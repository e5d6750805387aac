//! Execution plan data model.
//!
//! A [`Plan`] is the frozen output of the export pipeline: buffers with
//! literal sizes, passes with literal dispatch dimensions and baked
//! parameter blocks, all referencing the static kernel table. The runtime
//! materializes these into GPU resources and replays the pass list as-is.

use crate::shaders::KernelSource;
use thiserror::Error;

/// Index into the kernel table.
pub type KernelIndex = usize;

/// Index into a plan's buffer list.
pub type BufferId = usize;

/// WebGPU limit on workgroup counts per dispatch dimension.
pub const MAX_WORKGROUPS_PER_DIM: u32 = 65_535;

/// Errors produced by plan validation.
#[derive(Debug, Error)]
pub enum PlanError {
    #[error("Pass '{pass}' references kernel {kernel} but the table has {table_len} kernels")]
    InvalidKernelIndex {
        pass: String,
        kernel: KernelIndex,
        table_len: usize,
    },

    #[error("Pass '{pass}' references buffer {buffer} but the plan has {buffers_len} buffers")]
    InvalidBufferIndex {
        pass: String,
        buffer: BufferId,
        buffers_len: usize,
    },

    #[error("Pass '{pass}' binds {actual} buffers but kernel '{kernel}' expects {expected}")]
    BindingArityMismatch {
        pass: String,
        kernel: &'static str,
        expected: u32,
        actual: usize,
    },

    #[error("Pass '{pass}' carries {actual} parameter bytes but kernel '{kernel}' expects {expected}")]
    ParamsSizeMismatch {
        pass: String,
        kernel: &'static str,
        expected: u32,
        actual: usize,
    },

    #[error("Pass '{pass}' dispatches {workgroups:?}, outside 1..={MAX_WORKGROUPS_PER_DIM} per dimension")]
    WorkgroupsOutOfRange {
        pass: String,
        workgroups: [u32; 3],
    },

    #[error("Buffer '{buffer}' has size {size}, which is zero or not 4-byte aligned")]
    InvalidBufferSize { buffer: String, size: u64 },

    #[error("{endpoint} buffer {buffer} is missing or not a zero-initialized slot")]
    InvalidEndpoint {
        endpoint: &'static str,
        buffer: BufferId,
    },

    #[error(
        "{endpoint} buffer '{buffer}' holds {size} bytes but the declared tensor needs {expected}"
    )]
    EndpointSizeMismatch {
        endpoint: &'static str,
        buffer: String,
        size: u64,
        expected: u64,
    },
}

/// Result type for plan operations.
pub type Result<T> = std::result::Result<T, PlanError>;

/// Element type of a host-visible tensor.
#[derive(Debug, Clone, Copy, PartialEq, Eq)]
pub enum DataType {
    F32,
    U32,
}

impl DataType {
    /// Size of one element in bytes.
    pub fn size(&self) -> usize {
        match self {
            DataType::F32 | DataType::U32 => 4,
        }
    }
}

/// Shape and dtype of a plan input or output.
#[derive(Debug, Clone, PartialEq, Eq)]
pub struct TensorDesc {
    pub shape: Vec<usize>,
    pub dtype: DataType,
}

impl TensorDesc {
    pub fn new(shape: &[usize], dtype: DataType) -> Self {
        Self {
            shape: shape.to_vec(),
            dtype,
        }
    }

    /// Total number of elements.
    pub fn numel(&self) -> usize {
        self.shape.iter().product()
    }

    /// Total byte size.
    pub fn size_bytes(&self) -> u64 {
        (self.numel() * self.dtype.size()) as u64
    }
}

/// How a buffer slot is filled at load time.
#[derive(Debug, Clone, PartialEq, Eq)]
pub enum BufferInit {
    /// Allocated zeroed; written by passes (or by the host for the input).
    Zeroed,

    /// Uploaded from the named tensor in the safetensors container.
    Weight(String),
}

/// One GPU buffer in the plan, with its literal byte size.
#[derive(Debug, Clone)]
pub struct BufferSlot {
    pub label: String,
    pub size: u64,
    pub init: BufferInit,
}

/// One compute dispatch: kernel, buffer bindings, baked parameters, and
/// literal workgroup dimensions.
///
/// Binding order follows the exported artifact's convention: the params
/// uniform is binding 0 of the kernel, storage buffers follow with the
/// output buffer first, then inputs.
#[derive(Debug, Clone)]
pub struct Pass {
    pub label: String,
    pub kernel: KernelIndex,
    pub bindings: Vec<BufferId>,
    pub params: Vec<u8>,
    pub workgroups: [u32; 3],
}

/// A frozen execution plan.
#[derive(Debug)]
pub struct Plan {
    pub name: &'static str,

    /// The static kernel table the passes index into.
    pub kernels: &'static [KernelSource],

    /// All buffers, including the input and output slots.
    pub buffers: Vec<BufferSlot>,

    /// Compute passes in execution order.
    pub passes: Vec<Pass>,

    /// Host-written input buffer and its tensor layout.
    pub input: (BufferId, TensorDesc),

    /// Read-back output buffer and its tensor layout.
    pub output: (BufferId, TensorDesc),
}

impl Plan {
    /// Check the structural invariants of the plan.
    ///
    /// The generators in this crate always emit valid plans; this exists so
    /// tests and the runtime can fail loudly instead of tripping GPU
    /// validation errors later.
    pub fn validate(&self) -> Result<()> {
        for slot in &self.buffers {
            if slot.size == 0 || slot.size % 4 != 0 {
                return Err(PlanError::InvalidBufferSize {
                    buffer: slot.label.clone(),
                    size: slot.size,
                });
            }
        }

        for pass in &self.passes {
            let kernel = self.kernels.get(pass.kernel).ok_or_else(|| {
                PlanError::InvalidKernelIndex {
                    pass: pass.label.clone(),
                    kernel: pass.kernel,
                    table_len: self.kernels.len(),
                }
            })?;

            if pass.bindings.len() != kernel.bindings as usize {
                return Err(PlanError::BindingArityMismatch {
                    pass: pass.label.clone(),
                    kernel: kernel.label,
                    expected: kernel.bindings,
                    actual: pass.bindings.len(),
                });
            }
            for &binding in &pass.bindings {
                if binding >= self.buffers.len() {
                    return Err(PlanError::InvalidBufferIndex {
                        pass: pass.label.clone(),
                        buffer: binding,
                        buffers_len: self.buffers.len(),
                    });
                }
            }

            if pass.params.len() != kernel.params_size as usize {
                return Err(PlanError::ParamsSizeMismatch {
                    pass: pass.label.clone(),
                    kernel: kernel.label,
                    expected: kernel.params_size,
                    actual: pass.params.len(),
                });
            }

            if pass
                .workgroups
                .iter()
                .any(|&n| n == 0 || n > MAX_WORKGROUPS_PER_DIM)
            {
                return Err(PlanError::WorkgroupsOutOfRange {
                    pass: pass.label.clone(),
                    workgroups: pass.workgroups,
                });
            }
        }

        for (endpoint, (id, desc)) in [("Input", &self.input), ("Output", &self.output)] {
            let slot = self
                .buffers
                .get(*id)
                .filter(|slot| slot.init == BufferInit::Zeroed)
                .ok_or(PlanError::InvalidEndpoint {
                    endpoint,
                    buffer: *id,
                })?;
            if slot.size != desc.size_bytes() {
                return Err(PlanError::EndpointSizeMismatch {
                    endpoint,
                    buffer: slot.label.clone(),
                    size: slot.size,
                    expected: desc.size_bytes(),
                });
            }
        }

        Ok(())
    }

    /// Names of all weight tensors the plan pulls from the container.
    pub fn weight_names(&self) -> Vec<&str> {
        self.buffers
            .iter()
            .filter_map(|slot| match &slot.init {
                BufferInit::Weight(name) => Some(name.as_str()),
                BufferInit::Zeroed => None,
            })
            .collect()
    }

    /// Total bytes of all buffers (GPU residency of the loaded plan).
    pub fn total_buffer_bytes(&self) -> u64 {
        self.buffers.iter().map(|slot| slot.size).sum()
    }

    /// Largest single buffer in bytes.
    pub fn peak_buffer_bytes(&self) -> u64 {
        self.buffers.iter().map(|slot| slot.size).max().unwrap_or(0)
    }
}

/// Workgroup dimensions for a 1-D elementwise dispatch of `n` elements at
/// workgroup size 256, split over two dimensions when the count exceeds the
/// per-dimension limit.
pub(crate) fn elementwise_workgroups(n: usize) -> [u32; 3] {
    let groups = n.div_ceil(256);
    if groups <= MAX_WORKGROUPS_PER_DIM as usize {
        [groups as u32, 1, 1]
    } else {
        let x = 32_768usize;
        let y = groups.div_ceil(x);
        [x as u32, y as u32, 1]
    }
}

:: EXERCISE ::
Reproduce exactly every line that sits between the start of the entries and the line bearing "pub type KernelIndex = usize;", counting both of those lines.

:: EXERCISE ANSWER ::
repository e5d6750805387aac
//! Execution plan data model.
//!
//! A [`Plan`] is the frozen output of the export pipeline: buffers with
//! literal sizes, passes with literal dispatch dimensions and baked
//! parameter blocks, all referencing the static kernel table. The runtime
//! materializes these into GPU resources and replays the pass list as-is.

use crate::shaders::KernelSource;
use thiserror::Error;

/// Index into the kernel table.
pub type KernelIndex = usize;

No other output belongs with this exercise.